When the string "blocked" is part of a line in the data below, report the whole line.

(AVAILABLE DATA begins)

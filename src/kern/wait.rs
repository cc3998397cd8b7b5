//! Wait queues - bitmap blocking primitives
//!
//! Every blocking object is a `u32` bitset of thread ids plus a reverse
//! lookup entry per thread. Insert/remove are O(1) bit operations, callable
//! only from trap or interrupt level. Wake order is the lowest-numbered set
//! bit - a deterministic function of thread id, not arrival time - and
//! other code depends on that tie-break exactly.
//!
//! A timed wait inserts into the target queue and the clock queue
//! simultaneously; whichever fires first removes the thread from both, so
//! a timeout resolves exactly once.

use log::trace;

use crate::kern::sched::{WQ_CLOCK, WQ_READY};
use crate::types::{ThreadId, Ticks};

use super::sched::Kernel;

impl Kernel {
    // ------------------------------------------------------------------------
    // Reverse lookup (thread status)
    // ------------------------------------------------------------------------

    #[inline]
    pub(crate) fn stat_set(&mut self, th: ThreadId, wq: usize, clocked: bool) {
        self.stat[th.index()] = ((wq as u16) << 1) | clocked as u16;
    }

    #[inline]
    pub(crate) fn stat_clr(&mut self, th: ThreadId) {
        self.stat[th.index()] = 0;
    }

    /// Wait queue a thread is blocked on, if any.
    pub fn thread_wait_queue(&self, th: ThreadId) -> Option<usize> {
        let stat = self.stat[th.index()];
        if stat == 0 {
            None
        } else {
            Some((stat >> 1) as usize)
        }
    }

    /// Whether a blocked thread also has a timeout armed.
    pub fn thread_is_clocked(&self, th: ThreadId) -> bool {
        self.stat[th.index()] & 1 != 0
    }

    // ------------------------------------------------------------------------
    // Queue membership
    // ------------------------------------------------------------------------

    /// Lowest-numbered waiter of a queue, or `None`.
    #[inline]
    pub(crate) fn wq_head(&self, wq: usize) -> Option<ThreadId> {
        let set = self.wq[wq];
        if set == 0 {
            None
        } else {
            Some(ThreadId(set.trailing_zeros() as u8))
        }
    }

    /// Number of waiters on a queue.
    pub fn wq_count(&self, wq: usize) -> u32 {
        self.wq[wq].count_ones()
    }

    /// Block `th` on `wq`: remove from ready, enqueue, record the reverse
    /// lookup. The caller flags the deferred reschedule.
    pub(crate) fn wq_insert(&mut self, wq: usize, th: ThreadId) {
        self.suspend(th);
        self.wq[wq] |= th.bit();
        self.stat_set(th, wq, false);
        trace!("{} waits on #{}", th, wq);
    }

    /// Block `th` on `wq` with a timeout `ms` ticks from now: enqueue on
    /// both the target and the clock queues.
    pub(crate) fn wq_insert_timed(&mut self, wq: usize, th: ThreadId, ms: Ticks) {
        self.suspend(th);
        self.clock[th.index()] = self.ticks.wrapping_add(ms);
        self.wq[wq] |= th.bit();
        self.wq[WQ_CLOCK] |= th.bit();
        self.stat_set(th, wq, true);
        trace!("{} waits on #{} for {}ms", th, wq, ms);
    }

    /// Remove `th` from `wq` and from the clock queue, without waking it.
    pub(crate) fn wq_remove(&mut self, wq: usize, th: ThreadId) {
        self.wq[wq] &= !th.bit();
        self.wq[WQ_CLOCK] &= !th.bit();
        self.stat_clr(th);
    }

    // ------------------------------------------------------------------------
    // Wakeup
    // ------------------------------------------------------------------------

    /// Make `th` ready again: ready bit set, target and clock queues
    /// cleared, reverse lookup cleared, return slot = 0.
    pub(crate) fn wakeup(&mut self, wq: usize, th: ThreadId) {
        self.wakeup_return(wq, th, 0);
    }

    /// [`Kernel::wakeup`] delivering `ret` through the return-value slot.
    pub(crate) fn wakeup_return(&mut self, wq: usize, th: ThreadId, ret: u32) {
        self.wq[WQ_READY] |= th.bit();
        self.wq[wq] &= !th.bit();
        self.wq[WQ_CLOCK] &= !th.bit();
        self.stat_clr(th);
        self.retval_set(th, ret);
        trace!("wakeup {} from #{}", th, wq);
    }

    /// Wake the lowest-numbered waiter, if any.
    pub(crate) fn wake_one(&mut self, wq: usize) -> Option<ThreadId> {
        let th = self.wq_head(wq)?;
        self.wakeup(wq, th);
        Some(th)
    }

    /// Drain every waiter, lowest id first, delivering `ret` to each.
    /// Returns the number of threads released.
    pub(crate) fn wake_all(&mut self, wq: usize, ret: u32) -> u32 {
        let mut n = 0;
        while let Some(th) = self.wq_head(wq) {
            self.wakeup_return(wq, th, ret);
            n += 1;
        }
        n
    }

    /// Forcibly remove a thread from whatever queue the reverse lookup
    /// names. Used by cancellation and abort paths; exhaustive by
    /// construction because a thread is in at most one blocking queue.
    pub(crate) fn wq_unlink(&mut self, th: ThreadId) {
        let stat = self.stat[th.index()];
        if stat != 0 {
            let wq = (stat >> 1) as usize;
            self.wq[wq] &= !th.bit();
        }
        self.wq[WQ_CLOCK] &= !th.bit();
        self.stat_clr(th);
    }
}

(AVAILABLE DATA ends)
(AVAILABLE DATA begins)

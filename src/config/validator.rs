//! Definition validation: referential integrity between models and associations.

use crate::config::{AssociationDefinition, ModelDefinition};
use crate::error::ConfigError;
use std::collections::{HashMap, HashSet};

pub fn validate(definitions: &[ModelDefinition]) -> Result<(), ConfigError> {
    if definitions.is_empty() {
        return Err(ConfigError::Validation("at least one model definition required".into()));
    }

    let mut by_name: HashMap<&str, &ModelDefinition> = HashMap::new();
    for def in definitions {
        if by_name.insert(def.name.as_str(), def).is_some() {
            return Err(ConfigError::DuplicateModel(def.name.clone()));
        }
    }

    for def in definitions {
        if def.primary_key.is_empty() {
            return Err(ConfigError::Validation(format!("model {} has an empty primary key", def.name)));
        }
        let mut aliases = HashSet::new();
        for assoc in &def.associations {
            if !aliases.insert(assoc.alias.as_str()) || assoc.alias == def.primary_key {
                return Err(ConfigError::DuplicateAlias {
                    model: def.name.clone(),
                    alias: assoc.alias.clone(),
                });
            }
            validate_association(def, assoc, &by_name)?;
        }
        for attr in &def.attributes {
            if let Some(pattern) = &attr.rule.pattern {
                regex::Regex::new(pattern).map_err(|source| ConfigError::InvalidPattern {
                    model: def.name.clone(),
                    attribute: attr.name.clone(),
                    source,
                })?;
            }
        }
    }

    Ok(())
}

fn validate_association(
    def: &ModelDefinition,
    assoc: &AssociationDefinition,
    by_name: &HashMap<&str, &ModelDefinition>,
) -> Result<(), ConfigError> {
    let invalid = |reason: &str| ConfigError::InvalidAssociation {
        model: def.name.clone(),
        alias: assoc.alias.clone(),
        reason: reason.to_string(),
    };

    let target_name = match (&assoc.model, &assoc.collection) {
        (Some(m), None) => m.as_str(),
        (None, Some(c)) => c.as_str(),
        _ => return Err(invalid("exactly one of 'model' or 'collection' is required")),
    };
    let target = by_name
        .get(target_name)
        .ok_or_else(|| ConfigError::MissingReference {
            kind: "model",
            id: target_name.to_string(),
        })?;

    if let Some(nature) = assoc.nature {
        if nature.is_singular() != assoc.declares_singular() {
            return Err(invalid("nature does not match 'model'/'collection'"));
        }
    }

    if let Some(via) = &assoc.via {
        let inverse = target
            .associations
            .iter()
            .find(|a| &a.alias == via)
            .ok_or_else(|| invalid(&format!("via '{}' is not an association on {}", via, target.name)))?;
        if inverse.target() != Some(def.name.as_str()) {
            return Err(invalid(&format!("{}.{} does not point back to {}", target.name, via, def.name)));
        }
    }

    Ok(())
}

(AVAILABLE DATA ends)
(AVAILABLE DATA begins)

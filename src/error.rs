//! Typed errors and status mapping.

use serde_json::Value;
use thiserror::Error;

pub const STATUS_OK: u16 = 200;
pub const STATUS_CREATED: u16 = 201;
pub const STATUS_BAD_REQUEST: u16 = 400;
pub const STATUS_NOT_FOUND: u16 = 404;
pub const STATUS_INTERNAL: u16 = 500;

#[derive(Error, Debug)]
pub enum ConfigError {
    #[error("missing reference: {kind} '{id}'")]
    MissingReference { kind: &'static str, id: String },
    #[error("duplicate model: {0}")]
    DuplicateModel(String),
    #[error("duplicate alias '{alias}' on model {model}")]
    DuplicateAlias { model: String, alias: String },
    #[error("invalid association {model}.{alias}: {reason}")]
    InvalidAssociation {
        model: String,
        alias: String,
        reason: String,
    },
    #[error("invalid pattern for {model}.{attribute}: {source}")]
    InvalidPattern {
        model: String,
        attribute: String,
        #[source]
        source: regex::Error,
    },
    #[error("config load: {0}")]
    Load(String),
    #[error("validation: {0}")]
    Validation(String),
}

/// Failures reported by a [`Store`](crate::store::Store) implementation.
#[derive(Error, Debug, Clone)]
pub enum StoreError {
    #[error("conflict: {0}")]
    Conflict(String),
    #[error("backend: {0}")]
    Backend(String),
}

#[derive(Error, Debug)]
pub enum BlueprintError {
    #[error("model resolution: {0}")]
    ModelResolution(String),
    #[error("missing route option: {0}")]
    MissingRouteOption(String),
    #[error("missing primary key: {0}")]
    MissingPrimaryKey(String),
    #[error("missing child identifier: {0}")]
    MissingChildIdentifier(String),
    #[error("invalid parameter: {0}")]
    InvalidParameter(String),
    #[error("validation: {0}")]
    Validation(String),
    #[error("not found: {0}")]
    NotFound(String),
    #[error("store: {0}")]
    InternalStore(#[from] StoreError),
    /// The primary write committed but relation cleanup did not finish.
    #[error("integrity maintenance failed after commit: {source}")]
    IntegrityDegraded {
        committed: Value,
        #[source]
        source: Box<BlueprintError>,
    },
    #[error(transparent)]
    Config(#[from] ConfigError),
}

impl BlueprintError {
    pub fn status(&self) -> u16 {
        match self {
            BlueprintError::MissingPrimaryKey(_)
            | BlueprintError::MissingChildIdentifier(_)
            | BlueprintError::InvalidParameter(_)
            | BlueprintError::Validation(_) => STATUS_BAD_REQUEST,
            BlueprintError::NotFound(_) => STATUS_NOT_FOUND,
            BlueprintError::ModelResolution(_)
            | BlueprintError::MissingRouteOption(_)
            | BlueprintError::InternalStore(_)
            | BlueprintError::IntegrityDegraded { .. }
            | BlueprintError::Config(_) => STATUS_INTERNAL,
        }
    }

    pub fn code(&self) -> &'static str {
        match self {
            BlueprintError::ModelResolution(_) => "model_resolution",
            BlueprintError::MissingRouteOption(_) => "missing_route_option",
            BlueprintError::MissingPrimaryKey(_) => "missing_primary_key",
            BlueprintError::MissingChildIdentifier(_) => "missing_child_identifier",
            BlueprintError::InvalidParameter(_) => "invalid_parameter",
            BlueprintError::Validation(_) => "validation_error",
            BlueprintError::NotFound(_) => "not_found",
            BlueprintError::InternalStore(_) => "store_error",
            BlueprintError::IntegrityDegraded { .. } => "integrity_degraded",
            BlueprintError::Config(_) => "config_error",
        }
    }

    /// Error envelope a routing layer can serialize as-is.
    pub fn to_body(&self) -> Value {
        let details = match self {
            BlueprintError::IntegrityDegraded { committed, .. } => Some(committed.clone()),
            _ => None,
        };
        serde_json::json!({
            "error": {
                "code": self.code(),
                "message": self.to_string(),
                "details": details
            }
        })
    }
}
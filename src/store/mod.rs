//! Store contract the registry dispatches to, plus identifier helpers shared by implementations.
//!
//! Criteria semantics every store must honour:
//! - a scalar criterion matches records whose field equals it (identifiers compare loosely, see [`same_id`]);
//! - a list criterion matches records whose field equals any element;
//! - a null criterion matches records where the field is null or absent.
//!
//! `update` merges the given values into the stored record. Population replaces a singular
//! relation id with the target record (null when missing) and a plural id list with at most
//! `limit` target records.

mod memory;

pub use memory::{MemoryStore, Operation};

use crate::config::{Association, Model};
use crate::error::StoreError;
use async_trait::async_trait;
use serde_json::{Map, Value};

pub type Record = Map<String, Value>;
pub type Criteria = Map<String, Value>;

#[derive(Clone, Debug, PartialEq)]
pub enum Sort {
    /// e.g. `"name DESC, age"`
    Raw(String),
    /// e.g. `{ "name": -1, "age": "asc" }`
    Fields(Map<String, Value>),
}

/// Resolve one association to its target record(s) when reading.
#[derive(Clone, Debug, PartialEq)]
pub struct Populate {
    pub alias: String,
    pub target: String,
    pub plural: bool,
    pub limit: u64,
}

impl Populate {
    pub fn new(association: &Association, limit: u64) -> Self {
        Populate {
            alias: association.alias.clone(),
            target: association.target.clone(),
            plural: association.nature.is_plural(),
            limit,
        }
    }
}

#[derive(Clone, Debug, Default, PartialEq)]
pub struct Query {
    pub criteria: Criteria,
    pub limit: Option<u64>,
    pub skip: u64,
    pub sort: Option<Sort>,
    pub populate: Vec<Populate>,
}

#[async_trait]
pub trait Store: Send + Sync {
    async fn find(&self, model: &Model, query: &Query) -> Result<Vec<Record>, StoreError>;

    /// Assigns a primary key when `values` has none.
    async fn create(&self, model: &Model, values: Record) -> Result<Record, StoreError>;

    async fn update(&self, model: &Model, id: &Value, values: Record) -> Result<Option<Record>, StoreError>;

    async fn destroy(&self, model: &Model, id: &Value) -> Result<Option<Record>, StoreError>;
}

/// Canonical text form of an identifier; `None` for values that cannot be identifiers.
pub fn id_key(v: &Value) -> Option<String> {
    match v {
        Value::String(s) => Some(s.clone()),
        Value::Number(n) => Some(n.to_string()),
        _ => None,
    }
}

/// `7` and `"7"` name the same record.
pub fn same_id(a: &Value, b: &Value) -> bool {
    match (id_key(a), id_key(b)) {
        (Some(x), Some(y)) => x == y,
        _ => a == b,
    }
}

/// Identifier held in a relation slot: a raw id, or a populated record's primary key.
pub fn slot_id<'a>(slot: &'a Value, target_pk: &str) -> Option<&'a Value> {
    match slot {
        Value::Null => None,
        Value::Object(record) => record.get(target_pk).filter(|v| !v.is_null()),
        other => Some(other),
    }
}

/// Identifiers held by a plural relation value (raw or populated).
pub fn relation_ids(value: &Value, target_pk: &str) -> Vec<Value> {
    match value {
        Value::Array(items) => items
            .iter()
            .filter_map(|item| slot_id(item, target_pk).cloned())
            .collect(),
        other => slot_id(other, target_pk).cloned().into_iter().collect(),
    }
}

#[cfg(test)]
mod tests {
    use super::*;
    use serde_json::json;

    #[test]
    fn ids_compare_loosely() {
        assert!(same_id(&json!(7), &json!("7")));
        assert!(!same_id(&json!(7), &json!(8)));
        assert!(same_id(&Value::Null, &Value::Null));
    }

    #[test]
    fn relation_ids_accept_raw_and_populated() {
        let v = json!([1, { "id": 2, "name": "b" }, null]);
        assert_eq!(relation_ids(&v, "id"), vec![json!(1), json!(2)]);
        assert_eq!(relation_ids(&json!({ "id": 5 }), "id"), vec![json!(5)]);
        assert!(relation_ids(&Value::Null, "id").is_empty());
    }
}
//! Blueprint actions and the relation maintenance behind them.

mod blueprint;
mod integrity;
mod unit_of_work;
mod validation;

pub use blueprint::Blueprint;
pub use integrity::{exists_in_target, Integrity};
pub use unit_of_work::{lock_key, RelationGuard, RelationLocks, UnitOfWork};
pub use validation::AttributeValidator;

(AVAILABLE DATA ends)

▶ TASK RESULT:
    /// Wait queue a thread is blocked on, if any.
    /// Whether a blocked thread also has a timeout armed.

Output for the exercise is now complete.